Filmrise/Tribeca Film Festival

Chloe Grace Moretz, Sasha Blane, and Forrest Goodluck star in new indie film, directed by Desiree Akhavan.

Chloe Presley, Staff Writer

Movie director Desiree Akhavan knows what loneliness feels like as a teenager.

“My life was in New York City but I would sleep in the suburbs and I didn’t know anyone there,” Akhavan said in an interview. “I didn’t have friends and I didn’t have a life, other than watching television and movies.”

The struggles of finding an identity during this turbulent time echo in “The Miseducation of Cameron Post,” her Sundance film released Aug. 3. Since then, Filmrise released the non rated film because of the relevance and enormity of the subject matter.

Chloe Grace Moretz portrays a teen named Cameron, sent to a conversion therapy camp after being “caught” kissing a girl.

The movie not only sheds light on the horrors of conversion therapy camps but provides insight into the mindsets surrounding these taboo topics.

Throughout the movie, two groups emerge: the first comprised of those who believe they did something wrong and feel the need to “cleanse themselves,” and the second group comprised of those forced to be there for a variety of reasons, resulting in resistance to camp directives.

What makes this movie different is Cameron doesn’t necessarily know of which group she is a part, because she doesn’t know whether what she has done is wrong.

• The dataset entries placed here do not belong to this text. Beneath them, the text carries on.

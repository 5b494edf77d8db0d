//! Export subcommand: re-enter the pipeline with an already-trained model.
//!
//! Loads a native checkpoint, converts it, and writes the raw binary
//! artifact. No byte-array emission on this path.

use crate::error::{CliError, Result};
use crate::output;
use neura9::export::write_binary;
use neura9::format::convert;
use neura9::model::Mlp;
use std::path::Path;

pub(crate) fn run(model_path: &Path, output_path: &Path) -> Result<()> {
    if !model_path.exists() {
        return Err(CliError::ModelNotFound(model_path.to_path_buf()));
    }

    output::info(&format!("loading checkpoint {}", model_path.display()));
    let model = Mlp::load(model_path)?;

    output::info("converting to N9M1");
    let artifact = convert(&model)?;
    write_binary(&artifact, output_path)?;

    output::success(&format!(
        "artifact {} ({})",
        output_path.display(),
        output::format_size(artifact.len() as u64)
    ));
    Ok(())
}
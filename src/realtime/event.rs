//! Session events: inputs to transitions, inbound server events, outbound client events

use crate::error::ControlError;
use crate::functions::RealtimeTool;
use serde::{Deserialize, Serialize};

/// Events that trigger session transitions
#[derive(Debug, Clone, PartialEq)]
pub enum SessionEvent {
    // Caller events
    SetupRequested,
    StopRequested,
    /// Held context changed; push it if active
    ContextChanged,
    /// Push an ad-hoc system item without changing the held context
    ContextPushed { text: String },

    // Setup outcomes
    Negotiated,
    NegotiationFailed { message: String },

    // Data channel events
    ChannelOpened,
    ChannelClosed,
    ServerMessage(ServerEvent),
}

/// Inbound data-channel event, discriminated by `type`
#[derive(Debug, Clone, PartialEq, Deserialize)]
#[serde(tag = "type")]
pub enum ServerEvent {
    #[serde(rename = "response.audio_transcript.done")]
    TranscriptDone { transcript: String },
    #[serde(rename = "response.function_call_arguments.done")]
    FunctionCallArgumentsDone {
        name: String,
        #[serde(default)]
        arguments: String,
        call_id: String,
    },
    /// Any other discriminator; not consumed
    #[serde(other)]
    Other,
}

impl ServerEvent {
    pub fn parse(text: &str) -> Result<Self, ControlError> {
        serde_json::from_str(text)
            .map_err(|e| ControlError::protocol(format!("malformed server event: {e}")))
    }
}

/// Outbound data-channel event
#[derive(Debug, Clone, PartialEq, Serialize, Deserialize)]
#[serde(tag = "type")]
pub enum ClientEvent {
    #[serde(rename = "session.update")]
    SessionUpdate { session: SessionUpdate },
    #[serde(rename = "conversation.item.create")]
    ConversationItemCreate { item: ConversationItem },
}

#[derive(Debug, Clone, PartialEq, Serialize, Deserialize)]
pub struct SessionUpdate {
    pub modalities: Vec<String>,
    pub tools: Vec<RealtimeTool>,
    pub instructions: String,
}

#[derive(Debug, Clone, PartialEq, Serialize, Deserialize)]
#[serde(tag = "type", rename_all = "snake_case")]
pub enum ConversationItem {
    Message {
        role: String,
        content: Vec<ContentPart>,
    },
    FunctionCallOutput {
        call_id: String,
        output: String,
    },
}

#[derive(Debug, Clone, PartialEq, Serialize, Deserialize)]
#[serde(tag = "type", rename_all = "snake_case")]
pub enum ContentPart {
    InputText { text: String },
}

impl ClientEvent {
    /// `session.update` advertising text+audio, the tool list and instructions
    pub fn session_update(tools: Vec<RealtimeTool>, instructions: impl Into<String>) -> Self {
        Self::SessionUpdate {
            session: SessionUpdate {
                modalities: vec!["text".to_string(), "audio".to_string()],
                tools,
                instructions: instructions.into(),
            },
        }
    }

    /// Synthetic system-role conversation item
    pub fn system_message(text: impl Into<String>) -> Self {
        Self::ConversationItemCreate {
            item: ConversationItem::Message {
                role: "system".to_string(),
                content: vec![ContentPart::InputText { text: text.into() }],
            },
        }
    }

    pub fn function_output(call_id: impl Into<String>, output: impl Into<String>) -> Self {
        Self::ConversationItemCreate {
            item: ConversationItem::FunctionCallOutput {
                call_id: call_id.into(),
                output: output.into(),
            },
        }
    }

    pub fn to_json(&self) -> Result<String, ControlError> {
        serde_json::to_string(self)
            .map_err(|e| ControlError::protocol(format!("failed to encode client event: {e}")))
    }
}
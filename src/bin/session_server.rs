//! Local token service for realtime voice sessions
//!
//! Serves `GET /session` on `PORT` (default 5001), minting short-lived
//! credentials with the server's `OPENAI_API_KEY`.

use speakeasy::config::TokenServiceConfig;
use speakeasy::token_service::{create_router, TokenState};
use std::net::SocketAddr;
use tracing_subscriber::{layer::SubscriberExt, util::SubscriberInitExt};

#[tokio::main]
async fn main() -> Result<(), Box<dyn std::error::Error>> {
    // Initialize logging
    tracing_subscriber::registry()
        .with(
            tracing_subscriber::EnvFilter::try_from_default_env()
                .unwrap_or_else(|_| "speakeasy=info,tower_http=debug".into()),
        )
        .with(
            tracing_subscriber::fmt::layer()
                .json()
                .with_current_span(false)
                .with_span_list(false),
        )
        .init();

    let config = TokenServiceConfig::from_env()?;
    tracing::info!(config = ?config, "Token service configured");

    let port = config.port;
    let app = create_router(TokenState::new(config)?);

    let addr = SocketAddr::from(([127, 0, 0, 1], port));
    tracing::info!("Session server listening on {}", addr);

    let listener = tokio::net::TcpListener::bind(addr).await?;
    axum::serve(listener, app).await?;

    Ok(())
}
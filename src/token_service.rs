//! Ephemeral-credential service for realtime sessions
//!
//! `GET /session` exchanges the server's long-lived key for a short-lived
//! realtime credential, so the key never reaches the client.

use crate::config::TokenServiceConfig;
use crate::error::ControlError;
use axum::{
    extract::State,
    http::StatusCode,
    response::{IntoResponse, Response},
    routing::get,
    Json, Router,
};
use serde::Serialize;
use serde_json::Value;
use std::sync::Arc;
use tower_http::cors::{Any, CorsLayer};
use tower_http::trace::TraceLayer;

/// Shared state for handlers
#[derive(Clone)]
pub struct TokenState {
    config: Arc<TokenServiceConfig>,
    client: reqwest::Client,
}

impl TokenState {
    pub fn new(config: TokenServiceConfig) -> Result<Self, ControlError> {
        let client = reqwest::Client::builder()
            .build()
            .map_err(|e| ControlError::configuration(format!("failed to create HTTP client: {e}")))?;
        Ok(Self {
            config: Arc::new(config),
            client,
        })
    }
}

/// Router with permissive CORS so browser clients may call it
pub fn create_router(state: TokenState) -> Router {
    let cors = CorsLayer::new()
        .allow_origin(Any)
        .allow_methods(Any)
        .allow_headers(Any);

    Router::new()
        .route("/session", get(create_session))
        .with_state(state)
        .layer(cors)
        .layer(TraceLayer::new_for_http())
}

#[derive(Debug, Serialize)]
struct SessionRequest<'a> {
    model: &'a str,
    voice: &'a str,
}

async fn create_session(State(state): State<TokenState>) -> Result<Json<Value>, AppError> {
    let config = &state.config;
    let response = state
        .client
        .post(config.sessions_url())
        .bearer_auth(&config.api_key)
        .json(&SessionRequest {
            model: &config.model,
            voice: &config.voice,
        })
        .send()
        .await
        .map_err(|e| AppError::Upstream(format!("realtime sessions endpoint unreachable: {e}")))?;

    let status = response.status();
    let body = response
        .text()
        .await
        .map_err(|e| AppError::Upstream(format!("failed to read upstream response: {e}")))?;

    if !status.is_success() {
        tracing::warn!(status = %status, "Upstream rejected session request");
        return Err(AppError::Upstream(format!("upstream returned {status}: {body}")));
    }

    let session: Value = serde_json::from_str(&body)
        .map_err(|e| AppError::Upstream(format!("invalid upstream response: {e}")))?;
    if session.pointer("/client_secret/value").and_then(Value::as_str).is_none() {
        return Err(AppError::Upstream(
            "upstream response missing client_secret.value".to_string(),
        ));
    }

    tracing::info!(model = %config.model, "Issued realtime session credential");
    Ok(Json(session))
}

// Error handling

#[derive(Debug, Serialize)]
struct ErrorResponse {
    error: String,
}

#[derive(Debug)]
enum AppError {
    Upstream(String),
}

impl IntoResponse for AppError {
    fn into_response(self) -> Response {
        let (status, message) = match self {
            AppError::Upstream(msg) => (StatusCode::BAD_GATEWAY, msg),
        };

        (status, Json(ErrorResponse { error: message })).into_response()
    }
}
//! Speakeasy - strongly-typed function calling for language-model providers
//!
//! Register tools once in a [`FunctionRegistry`], then drive them from either
//! delivery mode:
//!
//! - [`ConversationOrchestrator`]: request/response over HTTP chat completions,
//!   with tool execution and primary/fallback provider failover.
//! - [`RealtimeSessionController`]: a persistent voice session whose data
//!   channel carries transcripts and tool calls.
//!
//! [`token_service`] provides the local `GET /session` endpoint realtime
//! sessions obtain their short-lived credential from.

pub mod config;
pub mod conversation;
pub mod error;
pub mod functions;
pub mod llm;
pub mod realtime;
pub mod token_service;

#[cfg(test)]
mod testing;

pub use config::{ControlConfig, TokenServiceConfig, VoiceConfig};
pub use conversation::{ConversationOrchestrator, FunctionCallOutcome, HistoryPolicy};
pub use error::ControlError;
pub use functions::{FunctionDescriptor, FunctionRegistry, ToolFunction, UnknownToolPolicy};
pub use realtime::{RealtimeSessionController, SessionHandle, SessionState};
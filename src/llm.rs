//! LLM provider abstraction
//!
//! Provides a common interface for chat-completion providers.

mod endpoint;
mod error;
mod openai;
mod types;

pub use endpoint::{ProviderEndpoint, DEFAULT_BASE_URL};
pub use error::{LlmError, LlmErrorKind};
pub use openai::OpenAIService;
pub use types::*;

use async_trait::async_trait;
use std::sync::Arc;

/// Common interface for LLM providers
#[async_trait]
pub trait LlmService: Send + Sync {
    /// Make a completion request
    async fn complete(&self, request: &LlmRequest) -> Result<LlmResponse, LlmError>;

    /// Get the model ID
    fn model_id(&self) -> &str;
}

#[async_trait]
impl<T: LlmService + ?Sized> LlmService for Arc<T> {
    async fn complete(&self, request: &LlmRequest) -> Result<LlmResponse, LlmError> {
        (**self).complete(request).await
    }

    fn model_id(&self) -> &str {
        (**self).model_id()
    }
}

/// Logging wrapper for LLM services
pub struct LoggingService {
    inner: Arc<dyn LlmService>,
    model_id: String,
}

impl LoggingService {
    pub fn new(inner: Arc<dyn LlmService>) -> Self {
        let model_id = inner.model_id().to_string();
        Self { inner, model_id }
    }
}

#[async_trait]
impl LlmService for LoggingService {
    async fn complete(&self, request: &LlmRequest) -> Result<LlmResponse, LlmError> {
        let start = std::time::Instant::now();
        let result = self.inner.complete(request).await;
        let duration = start.elapsed();

        match &result {
            Ok(response) => {
                tracing::info!(
                    model = %self.model_id,
                    duration_ms = %duration.as_millis(),
                    input_tokens = response.usage.input_tokens,
                    output_tokens = response.usage.output_tokens,
                    tool_calls = response.tool_calls().len(),
                    "LLM request completed"
                );
            }
            Err(e) => {
                tracing::error!(
                    model = %self.model_id,
                    duration_ms = %duration.as_millis(),
                    error = %e.message,
                    retryable = e.kind.is_retryable(),
                    "LLM request failed"
                );
            }
        }

        result
    }

    fn model_id(&self) -> &str {
        &self.model_id
    }
}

She switches back and forth, creating the narrative of a girl struggling to find her place and questioning the morality of her beliefs and feelings.

This movie touches on treatments such as shock therapy, talk therapy and aversion therapy while illustrating how people in these camps are treated. It also raises arguments as to whether the camps should exist and the impact they have on the overall well-being.

The film not only addresses topics that are seldom discussed, but it also sets it in a different light by not drawing conclusions about sexuality, gender, and religion. This refreshing outlook creates questions and issues to think about.  This movie is thought provoking, straight-forward, and emotional, and will likely be a favorite movie of all time.